## Action item
Look through the listing below and say how many lines contain the word "ordered". Nothing else belongs in the reply.

════════

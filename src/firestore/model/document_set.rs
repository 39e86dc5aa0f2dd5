use std::cmp::Ordering;
use std::fmt::{Debug, Formatter};
use std::sync::Arc;

use crate::firestore::collection::{Comparator, ImmutableSortedMap, ImmutableSortedSet};
use crate::firestore::model::{Document, DocumentKey};

/// The documents of a query result, ordered by the query's comparator.
///
/// A `DocumentSet` is persistent: `insert` and `remove` return a new set and leave the receiver
/// untouched, so snapshots handed to listeners never change underneath them. Ties in the
/// comparator are broken by document key, which makes the order total.
#[derive(Clone)]
pub struct DocumentSet {
    key_index: ImmutableSortedMap<DocumentKey, Document>,
    sorted: ImmutableSortedSet<Document>,
}

impl DocumentSet {
    pub fn new(comparator: Comparator<Document>) -> Self {
        let by_comparator_then_key: Comparator<Document> =
            Arc::new(move |left: &Document, right: &Document| {
                match comparator(left, right) {
                    Ordering::Equal => left.key().cmp(right.key()),
                    ordering => ordering,
                }
            });
        Self {
            key_index: ImmutableSortedMap::new(),
            sorted: ImmutableSortedSet::with_comparator(by_comparator_then_key),
        }
    }

    /// A set ordered only by document key.
    pub fn by_key() -> Self {
        Self::new(Arc::new(|_: &Document, _: &Document| Ordering::Equal))
    }

    pub fn len(&self) -> usize {
        self.key_index.len()
    }

    pub fn is_empty(&self) -> bool {
        self.key_index.is_empty()
    }

    pub fn contains(&self, key: &DocumentKey) -> bool {
        self.key_index.contains_key(key)
    }

    pub fn get(&self, key: &DocumentKey) -> Option<&Document> {
        self.key_index.get(key)
    }

    pub fn first(&self) -> Option<&Document> {
        self.sorted.first()
    }

    pub fn last(&self) -> Option<&Document> {
        self.sorted.last()
    }

    /// Position of the document with `key` in comparator order.
    pub fn index_of(&self, key: &DocumentKey) -> Option<usize> {
        let document = self.key_index.get(key)?;
        self.sorted.index_of(document)
    }

    /// Inserts `document`, replacing (and re-positioning) any document with the same key.
    pub fn insert(&self, document: Document) -> Self {
        let base = self.remove(document.key());
        Self {
            key_index: base.key_index.insert(document.key().clone(), document.clone()),
            sorted: base.sorted.insert(document),
        }
    }

    pub fn remove(&self, key: &DocumentKey) -> Self {
        match self.key_index.get(key) {
            Some(existing) => Self {
                key_index: self.key_index.remove(key),
                sorted: self.sorted.remove(existing),
            },
            None => self.clone(),
        }
    }

    pub fn iter(&self) -> impl Iterator<Item = &Document> {
        self.sorted.iter()
    }

    pub fn keys(&self) -> impl Iterator<Item = &DocumentKey> {
        self.sorted.iter().map(Document::key)
    }

    pub fn to_vec(&self) -> Vec<Document> {
        self.iter().cloned().collect()
    }
}

impl PartialEq for DocumentSet {
    fn eq(&self, other: &Self) -> bool {
        self.len() == other.len() && self.iter().zip(other.iter()).all(|(a, b)| a == b)
    }
}

impl Debug for DocumentSet {
    fn fmt(&self, f: &mut Formatter<'_>) -> std::fmt::Result {
        f.debug_list().entries(self.keys()).finish()
    }
}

════════

## Expected output
2